Some people tell him he should sue the Air Force to get the money to keep the camp afloat. A few days after his wife had been killed, lawyers began calling, offering to represent him and promising big settlements.

Lindner eventually may file a claim against the Air Force, but he doesn’t want to keep the couple’s dream on life support with a lawsuit.

“I’ll worry about (lawsuits) later.”

Most days, Lindner thinks he’ll “get through the pain and agony,” make Camp Comia work and continue to live in the nearby house with Richard, 15; Matt, 13; and Candace, 5. If they can’t find a way to keep the camp, they’ll move.

“I can’t live next to a dream that’s gone.”

‘Too tough to die’

The bullet that splintered his pelvis and tore through his colon forces Omer Karns to walk with a cane. But it didn’t keep him from his true joy in life, driving a van for the Disabled American Veterans.

The 70-year-old Rathdrum, Idaho, resident was dropping off a DAV member at the Fairchild hospital last June 20 when he saw other people in the waiting room begin to run. Suddenly, he felt a vibration in his lower back. Because he is deaf, Karns never heard the gunfire that filled the hospital.

As he fell, he wondered, “Why is somebody shooting us?”
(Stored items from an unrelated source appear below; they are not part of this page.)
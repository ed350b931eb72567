//! 수증기 포화압력. Hyland-Wexler 상관식 (ASHRAE Fundamentals).
//!
//! 입력 온도는 °F, 상관식은 K에서 평가하고 결과는 psia로 돌려준다.

use super::constants::{FREEZING_POINT_F, ICE_COEFFS, WATER_COEFFS};
use super::validate_temperature;
use crate::error::Result;
use crate::units::{fahrenheit_to_kelvin, pascal_to_psi};

/// 얼음 위 포화 수증기압 [psia].
///
/// ASHRAE 권장 범위는 `t_db_f < 32 °F`이다.
pub fn saturation_pressure_over_ice(t_db_f: f64) -> Result<f64> {
    validate_temperature("t_db_f", t_db_f)?;
    let t = fahrenheit_to_kelvin(t_db_f);
    let c = &ICE_COEFFS;
    let ln_p = c[0] / t
        + c[1]
        + c[2] * t
        + c[3] * t.powi(2)
        + c[4] * t.powi(3)
        + c[5] * t.powi(4)
        + c[6] * t.ln();
    Ok(pascal_to_psi(ln_p.exp()))
}

/// 물 위 포화 수증기압 [psia].
///
/// ASHRAE 권장 범위는 `t_db_f >= 32 °F`이지만, 실제 습도비 계산이 빙점 이하에서도
/// 물 분기를 사용하므로 라이브러리 전체 온도 범위에서 평가를 허용한다.
pub fn saturation_pressure_over_water(t_db_f: f64) -> Result<f64> {
    validate_temperature("t_db_f", t_db_f)?;
    let t = fahrenheit_to_kelvin(t_db_f);
    let c = &WATER_COEFFS;
    let ln_p = c[0] / t + c[1] + c[2] * t + c[3] * t.powi(2) + c[4] * t.powi(3) + c[5] * t.ln();
    Ok(pascal_to_psi(ln_p.exp()))
}

/// 포화 수증기압 [psia]. 32 °F 미만이면 얼음, 이상이면 물 분기.
pub fn saturation_pressure(t_db_f: f64) -> Result<f64> {
    if t_db_f < FREEZING_POINT_F {
        saturation_pressure_over_ice(t_db_f)
    } else {
        saturation_pressure_over_water(t_db_f)
    }
}
//! Owned result of loading or decoding: either a mesh or a bare point cloud.

use crate::mesh::Mesh;
use crate::point_cloud::PointCloud;

#[derive(Debug, Clone, Copy, PartialEq, Eq)]
pub enum GeometryKind {
    Mesh,
    PointCloud,
}

impl std::fmt::Display for GeometryKind {
    fn fmt(&self, f: &mut std::fmt::Formatter<'_>) -> std::fmt::Result {
        match self {
            GeometryKind::Mesh => write!(f, "mesh"),
            GeometryKind::PointCloud => write!(f, "point cloud"),
        }
    }
}

#[derive(Debug, Clone)]
pub enum Geometry {
    Mesh(Mesh),
    PointCloud(PointCloud),
}

impl Geometry {
    pub fn kind(&self) -> GeometryKind {
        match self {
            Geometry::Mesh(_) => GeometryKind::Mesh,
            Geometry::PointCloud(_) => GeometryKind::PointCloud,
        }
    }

    pub fn point_cloud(&self) -> &PointCloud {
        match self {
            Geometry::Mesh(mesh) => mesh,
            Geometry::PointCloud(pc) => pc,
        }
    }

    pub fn point_cloud_mut(&mut self) -> &mut PointCloud {
        match self {
            Geometry::Mesh(mesh) => mesh,
            Geometry::PointCloud(pc) => pc,
        }
    }

    pub fn num_faces(&self) -> usize {
        match self {
            Geometry::Mesh(mesh) => mesh.num_faces(),
            Geometry::PointCloud(_) => 0,
        }
    }

    /// Deduplicates attribute values, then point ids. Faces are remapped for meshes.
    pub fn deduplicate_point_ids(&mut self) -> bool {
        match self {
            Geometry::Mesh(mesh) => {
                mesh.deduplicate_attribute_values();
                mesh.deduplicate_point_ids()
            }
            Geometry::PointCloud(pc) => {
                pc.deduplicate_attribute_values();
                pc.deduplicate_point_ids().is_some()
            }
        }
    }
}

impl From<Mesh> for Geometry {
    fn from(mesh: Mesh) -> Self {
        Geometry::Mesh(mesh)
    }
}

impl From<PointCloud> for Geometry {
    fn from(pc: PointCloud) -> Self {
        Geometry::PointCloud(pc)
    }
}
He remembers only pieces of the next week, such as waking up with lights so bright “I thought I was in heaven.” It was an operating room.

Doctors initially doubted Karns would live, then doubted he’d walk.
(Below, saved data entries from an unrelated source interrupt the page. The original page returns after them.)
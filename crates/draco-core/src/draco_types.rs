#[derive(Debug, Clone, Copy, PartialEq, Eq, Hash)]
pub enum DataType {
    Invalid = 0,
    Int8,
    Uint8,
    Int16,
    Uint16,
    Int32,
    Uint32,
    Int64,
    Uint64,
    Float32,
    Float64,
    Bool,
}

impl DataType {
    pub fn from_u8(value: u8) -> Option<Self> {
        let data_type = match value {
            0 => DataType::Invalid,
            1 => DataType::Int8,
            2 => DataType::Uint8,
            3 => DataType::Int16,
            4 => DataType::Uint16,
            5 => DataType::Int32,
            6 => DataType::Uint32,
            7 => DataType::Int64,
            8 => DataType::Uint64,
            9 => DataType::Float32,
            10 => DataType::Float64,
            11 => DataType::Bool,
            _ => return None,
        };
        Some(data_type)
    }

    pub fn byte_length(&self) -> usize {
        match self {
            DataType::Invalid => 0,
            DataType::Int8 | DataType::Uint8 | DataType::Bool => 1,
            DataType::Int16 | DataType::Uint16 => 2,
            DataType::Int32 | DataType::Uint32 | DataType::Float32 => 4,
            DataType::Int64 | DataType::Uint64 | DataType::Float64 => 8,
        }
    }

    pub fn is_integral(&self) -> bool {
        !matches!(self, DataType::Float32 | DataType::Float64 | DataType::Invalid)
    }

    pub fn is_float(&self) -> bool {
        matches!(self, DataType::Float32 | DataType::Float64)
    }
}

#[cfg(test)]
mod tests {
    use super::*;

    #[test]
    fn test_from_u8_matches_discriminant() {
        for value in 0u8..=11 {
            let data_type = DataType::from_u8(value).unwrap();
            assert_eq!(data_type as u8, value);
        }
        assert_eq!(DataType::from_u8(12), None);
    }

    #[test]
    fn test_byte_length() {
        assert_eq!(DataType::Uint8.byte_length(), 1);
        assert_eq!(DataType::Float32.byte_length(), 4);
        assert_eq!(DataType::Float64.byte_length(), 8);
        assert!(DataType::Float32.is_float());
        assert!(!DataType::Float32.is_integral());
        assert!(DataType::Uint16.is_integral());
    }
}
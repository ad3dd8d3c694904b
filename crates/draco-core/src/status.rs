use thiserror::Error;

#[derive(Error, Debug, Clone, PartialEq)]
pub enum DracoError {
    #[error("General error: {0}")]
    DracoError(String),
    #[error("IO error: {0}")]
    IoError(String),
    #[error("Invalid parameter: {0}")]
    InvalidParameter(String),
    #[error("Unsupported version: {0}")]
    UnsupportedVersion(String),
    #[error("Unsupported feature: {0}")]
    UnsupportedFeature(String),
    #[error("Buffer decode error: {0}")]
    BufferError(String),
}

pub type Status = Result<(), DracoError>;

/// Value-or-error result, the counterpart of `Status` for calls that produce something.
pub type StatusOr<T> = Result<T, DracoError>;

impl From<std::io::Error> for DracoError {
    fn from(err: std::io::Error) -> Self {
        DracoError::IoError(err.to_string())
    }
}

pub fn ok_status() -> Status {
    Ok(())
}

pub fn error_status(msg: impl Into<String>) -> DracoError {
    DracoError::DracoError(msg.into())
}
“I surprised them,” he said. “I’m too tough to die.”

By September, he was back behind the wheel of the DAV van, ferrying North Idaho veterans to the Veterans Affairs and Fairchild hospitals. He took a month off in mid-December when his colostomy was reversed, but he was driving again by mid-January. Occasional pain and tightness in his abdomen require monitoring - and maybe more surgery.

Karns was “the forgotten victim” immediately after the shooting. Not an Air Force member, a veteran or a dependent, he didn’t qualify for the medical care and support systems those groups have. Veterans in Spokane and Coeur d’Alene started a trust fund for him.

Finally, Esther Westlake, his boss, called Fairchild officials to make sure the Air Force would cover his bills.

Since that time, she said, the Air Force “has been wonderful,” paying for his treatment at civilian hospitals.

Friends and relatives urged Karns to sue everyone - from the Air Force to the DAV. He refuses.

“Oh, I might sue for $2 so I can get some coffee,” he joked this month during a break from driving the van. “No. I won’t even do that. The Air Force has been too good to me.”